All'esordio, contro il Tottenham, è accolto dal non troppo originale coro “Mario fantastico, Mario magnifico” e con il Ludogorets, in Champions League, trova il primo gol con la nuova maglia. Punizioni da urlo in allenamento e inviti al nuovo CT italiano, Antonio Conte, di farsi un giro a Liverpool. Spesso titolare nella prima parte di stagione, già a inizio ottobre suscita qualche malumore quando, alla vigilia di una partita a Basilea, passa la notte a fumare nella hall dell'albergo con gli amici arrivati da Milano. Poche settimane più tardi, nell'intervallo di una partita con il Real Madrid, scambia la maglia con Pepe: l'allenatore lo riprende pubblicamente e il Liverpool Echo pretende che si scusi con ogni singolo tifoso dei "Reds" e venga multato. In allenamento tende a non muoversi e, se qualche compagno lo critica, a far finta di nulla. Non è particolarmente amato, né disprezzato: «Era come ci se fosse ma in realtà non ci fosse. Era lì ma non te lo ricordi davvero».

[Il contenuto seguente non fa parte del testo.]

//! Asynchronous job protocol: submit, then poll until done.

mod poller;
pub mod status;
mod submitter;

#[cfg(test)]
pub(crate) mod testing;

pub use poller::{JobPoller, NO_DIAGNOSTIC};
pub use submitter::JobSubmitter;
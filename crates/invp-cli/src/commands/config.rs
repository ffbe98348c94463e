//! Config command - manage configuration.

use std::fs;
use std::path::{Path, PathBuf};

use clap::{Args, Subcommand};
use console::style;
use tracing::debug;

use invp_core::Settings;

/// Environment variable overriding `api_key`.
pub const ENV_API_KEY: &str = "INVP_API_KEY";
/// Environment variable overriding `base_url`.
pub const ENV_BASE_URL: &str = "INVP_BASE_URL";
/// Environment variable overriding `api_job_status_polling_interval`.
pub const ENV_POLLING_INTERVAL: &str = "INVP_POLLING_INTERVAL";
/// Environment variable overriding `api_job_status_polling_wait`.
pub const ENV_POLLING_WAIT: &str = "INVP_POLLING_WAIT";

/// Arguments for the config command.
#[derive(Args)]
pub struct ConfigArgs {
    #[command(subcommand)]
    command: ConfigCommand,
}

#[derive(Subcommand)]
enum ConfigCommand {
    /// Show current configuration
    Show,

    /// Initialize a new configuration file
    Init(InitArgs),

    /// Get a specific configuration value
    Get {
        /// Configuration key (e.g., "api_job_status_polling_wait")
        key: String,
    },

    /// Set a configuration value
    Set {
        /// Configuration key
        key: String,
        /// New value
        value: String,
    },

    /// Show configuration file path
    Path,
}

#[derive(Args)]
struct InitArgs {
    /// Output path for configuration file
    #[arg(short, long)]
    output: Option<PathBuf>,

    /// API key to store in the new file
    #[arg(long)]
    api_key: Option<String>,

    /// Overwrite existing file
    #[arg(long)]
    force: bool,
}

pub async fn run(args: ConfigArgs, config_path: Option<&str>) -> anyhow::Result<()> {
    let path = config_path.map(PathBuf::from).unwrap_or_else(default_config_path);

    match args.command {
        ConfigCommand::Show => show_config(&path),
        ConfigCommand::Init(init_args) => init_config(init_args, config_path),
        ConfigCommand::Get { key } => get_config(&path, &key),
        ConfigCommand::Set { key, value } => set_config(&path, &key, &value),
        ConfigCommand::Path => show_path(&path),
    }
}

pub fn default_config_path() -> PathBuf {
    dirs::config_dir()
        .unwrap_or_else(|| PathBuf::from("."))
        .join("invp")
        .join("config.json")
}

/// Load settings from the given file (or the default location if it exists)
/// and apply environment overrides on top.
pub fn load_settings(config_path: Option<&str>) -> anyhow::Result<Settings> {
    let settings = match config_path {
        Some(path) => Settings::from_file(Path::new(path))
            .map_err(|e| anyhow::anyhow!("Failed to read config {}: {}", path, e))?,
        None => {
            let path = default_config_path();
            if path.exists() {
                debug!("Loading config from {}", path.display());
                Settings::from_file(&path)?
            } else {
                Settings::default()
            }
        }
    };

    apply_env_overrides(settings, |name| std::env::var(name).ok())
}

/// Apply `INVP_*` overrides using `lookup` to read variables.
pub fn apply_env_overrides(
    mut settings: Settings,
    lookup: impl Fn(&str) -> Option<String>,
) -> anyhow::Result<Settings> {
    if let Some(key) = lookup(ENV_API_KEY) {
        settings.api_key = Some(key);
    }
    if let Some(url) = lookup(ENV_BASE_URL) {
        settings.base_url = url;
    }
    if let Some(value) = lookup(ENV_POLLING_INTERVAL) {
        settings.api_job_status_polling_interval = parse_seconds(ENV_POLLING_INTERVAL, &value)?;
    }
    if let Some(value) = lookup(ENV_POLLING_WAIT) {
        settings.api_job_status_polling_wait = parse_seconds(ENV_POLLING_WAIT, &value)?;
    }
    Ok(settings)
}

fn parse_seconds(name: &str, value: &str) -> anyhow::Result<u64> {
    value
        .trim()
        .parse::<u64>()
        .map_err(|_| anyhow::anyhow!("{} must be a whole number of seconds, got {:?}", name, value))
}

/// Settings as JSON with the API key masked.
fn masked_json(settings: &Settings) -> anyhow::Result<serde_json::Value> {
    let mut json = serde_json::to_value(settings)?;
    if let Some(key) = json.get_mut("api_key").filter(|v| v.is_string()) {
        *key = serde_json::Value::String("***".to_string());
    }
    Ok(json)
}

fn read_or_default(path: &Path) -> anyhow::Result<Settings> {
    if path.exists() {
        Ok(Settings::from_file(path)?)
    } else {
        Ok(Settings::default())
    }
}

fn show_config(path: &Path) -> anyhow::Result<()> {
    if !path.exists() {
        println!(
            "{} No config file found, showing defaults.",
            style("ℹ").blue()
        );
    }

    let settings = read_or_default(path)?;
    println!("{}", serde_json::to_string_pretty(&masked_json(&settings)?)?);

    Ok(())
}

fn init_config(args: InitArgs, config_path: Option<&str>) -> anyhow::Result<()> {
    let output_path = args
        .output
        .or_else(|| config_path.map(PathBuf::from))
        .unwrap_or_else(default_config_path);

    if output_path.exists() && !args.force {
        anyhow::bail!(
            "Config file already exists at {}. Use --force to overwrite.",
            output_path.display()
        );
    }

    if let Some(parent) = output_path.parent() {
        fs::create_dir_all(parent)?;
    }

    let settings = Settings {
        api_key: args.api_key,
        ..Settings::default()
    };
    settings.save(&output_path)?;

    println!(
        "{} Created configuration file at {}",
        style("✓").green(),
        output_path.display()
    );

    Ok(())
}

fn get_config(path: &Path, key: &str) -> anyhow::Result<()> {
    let settings = read_or_default(path)?;
    let json = masked_json(&settings)?;

    let value = json
        .get(key)
        .ok_or_else(|| anyhow::anyhow!("Configuration key not found: {}", key))?;

    println!("{}", serde_json::to_string_pretty(value)?);

    Ok(())
}

fn set_config(path: &Path, key: &str, value: &str) -> anyhow::Result<()> {
    let settings = if path.exists() {
        Settings::from_file(path)?
    } else {
        if let Some(parent) = path.parent() {
            fs::create_dir_all(parent)?;
        }
        Settings::default()
    };

    let mut json = serde_json::to_value(&settings)?;
    let obj = json
        .as_object_mut()
        .ok_or_else(|| anyhow::anyhow!("Settings are not a JSON object"))?;

    if !obj.contains_key(key) {
        anyhow::bail!("Configuration key not found: {}", key);
    }

    // String-typed keys (api_key, base_url) take the raw text, even if it looks numeric.
    let parsed_value = match obj.get(key) {
        Some(serde_json::Value::String(_)) | Some(serde_json::Value::Null) => {
            serde_json::Value::String(value.to_string())
        }
        _ => serde_json::from_str(value)
            .unwrap_or_else(|_| serde_json::Value::String(value.to_string())),
    };
    obj.insert(key.to_string(), parsed_value.clone());

    let settings: Settings = serde_json::from_value(json)
        .map_err(|e| anyhow::anyhow!("Invalid value for {}: {}", key, e))?;
    settings.save(path)?;

    let shown = if key == "api_key" {
        "\"***\"".to_string()
    } else {
        serde_json::to_string(&parsed_value)?
    };
    println!("{} Set {} = {}", style("✓").green(), key, shown);

    Ok(())
}

fn show_path(path: &Path) -> anyhow::Result<()> {
    println!("Configuration file: {}", path.display());

    if path.exists() {
        println!("Status: {}", style("exists").green());
    } else {
        println!("Status: {}", style("not created").yellow());
        println!();
        println!("Run 'invp config init' to create a configuration file.");
    }

    Ok(())
}
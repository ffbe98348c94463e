//! CLI application for parsing invoices through the remote API.

mod commands;

use clap::{Parser, Subcommand};
use tracing::Level;
use tracing_subscriber::FmtSubscriber;

use commands::{batch, config, parse};

/// Invoice parser - extract structured data from invoice files via the API
#[derive(Parser)]
#[command(name = "invp")]
#[command(author, version, about, long_about = None)]
struct Cli {
    /// Enable verbose output
    #[arg(short, long, action = clap::ArgAction::Count)]
    verbose: u8,

    /// Path to config file
    #[arg(short, long, global = true)]
    config: Option<String>,

    #[command(subcommand)]
    command: Commands,
}

#[derive(Subcommand)]
enum Commands {
    /// Parse a single invoice file
    Parse(parse::ParseArgs),

    /// Parse multiple invoice files
    Batch(batch::BatchArgs),

    /// Manage configuration
    Config(config::ConfigArgs),
}

#[tokio::main]
async fn main() -> anyhow::Result<()> {
    let cli = Cli::parse();

    let level = match cli.verbose {
        0 => Level::WARN,
        1 => Level::INFO,
        2 => Level::DEBUG,
        _ => Level::TRACE,
    };

    let subscriber = FmtSubscriber::builder()
        .with_max_level(level)
        .with_target(false)
        .with_writer(std::io::stderr)
        .finish();

    tracing::subscriber::set_global_default(subscriber)?;

    match cli.command {
        Commands::Parse(args) => parse::run(args, cli.config.as_deref()).await,
        Commands::Batch(args) => batch::run(args, cli.config.as_deref()).await,
        Commands::Config(args) => config::run(args, cli.config.as_deref()).await,
    }
}
//! Asynchronous job data model.

use std::fmt;

use serde::{Deserialize, Serialize};
use serde_json::value::RawValue;

/// Opaque reference to a pending job, as returned by the service.
#[derive(Debug, Clone, PartialEq, Eq, Hash, Serialize, Deserialize)]
#[serde(transparent)]
pub struct JobHandle(String);

impl JobHandle {
    /// Wrap a status URL. Returns `None` for a blank string.
    pub fn new(status_url: impl Into<String>) -> Option<Self> {
        let status_url = status_url.into();
        if status_url.trim().is_empty() {
            None
        } else {
            Some(Self(status_url.trim().to_string()))
        }
    }

    /// The status URL to poll.
    pub fn as_str(&self) -> &str {
        &self.0
    }
}

impl fmt::Display for JobHandle {
    fn fmt(&self, f: &mut fmt::Formatter<'_>) -> fmt::Result {
        f.write_str(&self.0)
    }
}

/// Job state as reported by a status poll.
#[derive(Debug, Clone, Copy, PartialEq, Eq, Serialize, Deserialize)]
#[serde(rename_all = "lowercase")]
pub enum JobStatus {
    Pending,
    Processing,
    Success,
    Failed,
}

impl JobStatus {
    /// Parse a status string, ignoring case and surrounding whitespace.
    pub fn parse(value: &str) -> Option<Self> {
        match value.trim().to_ascii_lowercase().as_str() {
            "pending" => Some(JobStatus::Pending),
            "processing" => Some(JobStatus::Processing),
            "success" => Some(JobStatus::Success),
            "failed" => Some(JobStatus::Failed),
            _ => None,
        }
    }

    /// Whether no further transition can occur.
    pub fn is_terminal(&self) -> bool {
        matches!(self, JobStatus::Success | JobStatus::Failed)
    }
}

impl fmt::Display for JobStatus {
    fn fmt(&self, f: &mut fmt::Formatter<'_>) -> fmt::Result {
        let s = match self {
            JobStatus::Pending => "pending",
            JobStatus::Processing => "processing",
            JobStatus::Success => "success",
            JobStatus::Failed => "failed",
        };
        f.write_str(s)
    }
}

/// Result data of a successful job, kept exactly as the service sent it.
#[derive(Debug, Clone, Serialize)]
#[serde(transparent)]
pub struct ResultPayload(Box<RawValue>);

impl ResultPayload {
    pub(crate) fn new(raw: Box<RawValue>) -> Self {
        Self(raw)
    }

    /// JSON `null`, for a successful job that carried no result.
    pub(crate) fn null() -> Self {
        Self(RawValue::NULL.to_owned())
    }

    /// The JSON text exactly as received.
    pub fn as_str(&self) -> &str {
        self.0.get()
    }

    /// Consume the payload, returning its JSON text.
    pub fn into_string(self) -> String {
        self.0.get().to_string()
    }

    /// Deserialize the payload into a caller-chosen type.
    pub fn deserialize<'a, T: Deserialize<'a>>(&'a self) -> serde_json::Result<T> {
        serde_json::from_str(self.0.get())
    }
}

impl PartialEq for ResultPayload {
    fn eq(&self, other: &Self) -> bool {
        self.as_str() == other.as_str()
    }
}

/// A finished job and its metadata.
#[derive(Debug, Clone, PartialEq, Serialize)]
pub struct JobResult {
    /// Job identifier, if the service reported one.
    pub id: Option<String>,
    /// Job type, if the service reported one.
    pub job_type: Option<String>,
    /// Always [`JobStatus::Success`] for a returned result.
    pub status: JobStatus,
    /// The result data.
    pub payload: ResultPayload,
}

Durante una partitella in allenamento decide di segnare un glorioso autogol da 45 metri e, secondo qualcuno, si mette a ridere; in un'altra occasione, venuto a sapere che un compagno di squadra ha un modello di iPhone più recente del suo, finge un infortunio per andarselo a comprare. E poi passa il tempo libero a Manchester e ammette pubblicamente di non sapere nulla della gloriosa storia del Liverpool.

A fine stagione, dopo 28 presenze e quattro gol in quattro competizioni diverse, torna al Milan, non prima di aver incassato un bonus da un milione di sterline, previsto dal contratto nel caso in cui non fosse stato espulso tre volte in stagione.